According to Kearney reports, the COVID pandemic significantly disrupted 80% of supply chains around the world, with the result that 47% of supply chain operations will be overhauled” while “55% of companies downgraded their growth outlook” as reported by Accenture. The pandemic displayed how vulnerable most supply chains are and the relevance of it to growth plans.
In a post-pandemic world, building a sustainable supply chain has taken on new urgency. This is especially when considering supply chain disruptions will occur every 3.7 years and expected to last at least a month according to McKinsey. There is nothing like being too prepared to safeguard against disruptions. Besides risk mitigation, an effective supply chain is a competitive advantage for SMEs that are looking to move their business forward and take advantage of market opportunities. It sets a business to turn crisis into opportunity and build market share, which are key success factors.
Regardless of industry, building an agile, resilient and sustainable supply chain ecosystem depends, to a significant degree, on the efficiency of freight processes.
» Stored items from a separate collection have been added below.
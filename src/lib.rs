pub mod config;
pub mod error;
pub mod http;

pub use config::ClientConfig;
pub use error::{Error, ErrorKind, HttpError, InternalError};
pub use http::{HttpClient, Reply, RequestOptions};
Here are 5 ways to build a sustainable supply chain through optimised freight management:
1. Leverage digitisation and automation: Many shippers still rely on manual activities including paper documentation systems, phone calls and email trails. The dependence on manual processes means that businesses lack access to real-time information. They spend what would be otherwise productive hours checking through contracts, spreadsheets and emails for required information. Searching for quotes for problematic routes, assessing the costs of the alternatives and diversifying modes as well as vendor network can be a slow and tedious process.
The crisis has created a climate where adopting technology is no longer a matter of choice but a necessity to successfully build a sustainable supply chain and navigate cross-border trade. Digital solutions and online-enabled processes in freight management promise to be enormously impactful. It streamlines the freight process and reduces friction in process flow. It opens up new opportunities for proactive freight planning, collaboration between multiple operational parties and one version of the truth in the entire freight value chain.
A single connected solution or platform will enhance the efficiency of quote acquisition, the booking process, shipment management and the information flow for informed decision making.
2. Gain end-to-end visibility: The lack of visibility leads to inefficiency and higher costs. Shippers are unable to assess the impact of an event, hence informed and agile decision-making becomes near impossible.
Simply put, visibility allows you to know where your cargo is and what is happening with or to it. It covers warehouse management, all modes of transportation tracking and visibility, the situation at ports and documentation stages. The goal is to gain insight into every event impacting the progress of the cargo in the freight forwarding value chain. With advance notice of potential delays, shippers can make the right decisions to avoid disruption and keep cargo moving.
Visibility is a management tool to improve freight planning, operational efficiency and lower costs. It tracks and documents the chain of custody of the cargo, hereby minimising fraud or lost shipments which reduces the risk of revenue loss.
3. Working capital management: A first defence for a business against supply chain disruptions is the health of its working capital. A strong working capital position translates into better resilience to tackle market disruptions. The challenge with maintaining one is that both the buyer and the supplier are trying to optimize their cash flows in conflicting directions. Suppliers want to receive payment as early as possible, buyers delay making payment as much as they can.
Supply chain or trade finance is one way to bridge the payment gap between these parties.
4. Implement cross docking and other warehouse management best practices: Warehousing is an important component of efficient and sustainable supply chain management. They perform a buffer function whether as a tool for cargo consolidation or distribution network management. Maximise your agility by applying cross docking for consolidation of small shipments into one large transport or deconsolidation into several trucks at a time to reduce the dispersion of stops per vehicle.
Applying best practices in warehouse management systems will lead to lower overhead costs and streamlined turnaround times. This, of course means that cargo is delivered quicker and at a more favourable price or higher margin.
5. Seek a reliable digital freight management partner: When the freight process for each shipment is managed like a “commodity”, there is little opportunity to build a sustainable supply chain system. Also, building an ecosystem of freight service suppliers for a set of shipments will involve a good degree of manual processes to collate quotes for varying boxes and routes as well as track each of these shipments. Either businesses remain with the previous ecosystem regardless of performance or repeat the process for the next set of boxes for example in the case of seasonal commodities.
Effective collaboration with partners is essential to supply chain agility. However, partnering with a freight management team that prioritises optimal operational efficiency is critical to achieving a sustainable supply chain. Businesses need partners that go beyond traditional freight forwarding to deliver optimally efficient freight management solutions using technology.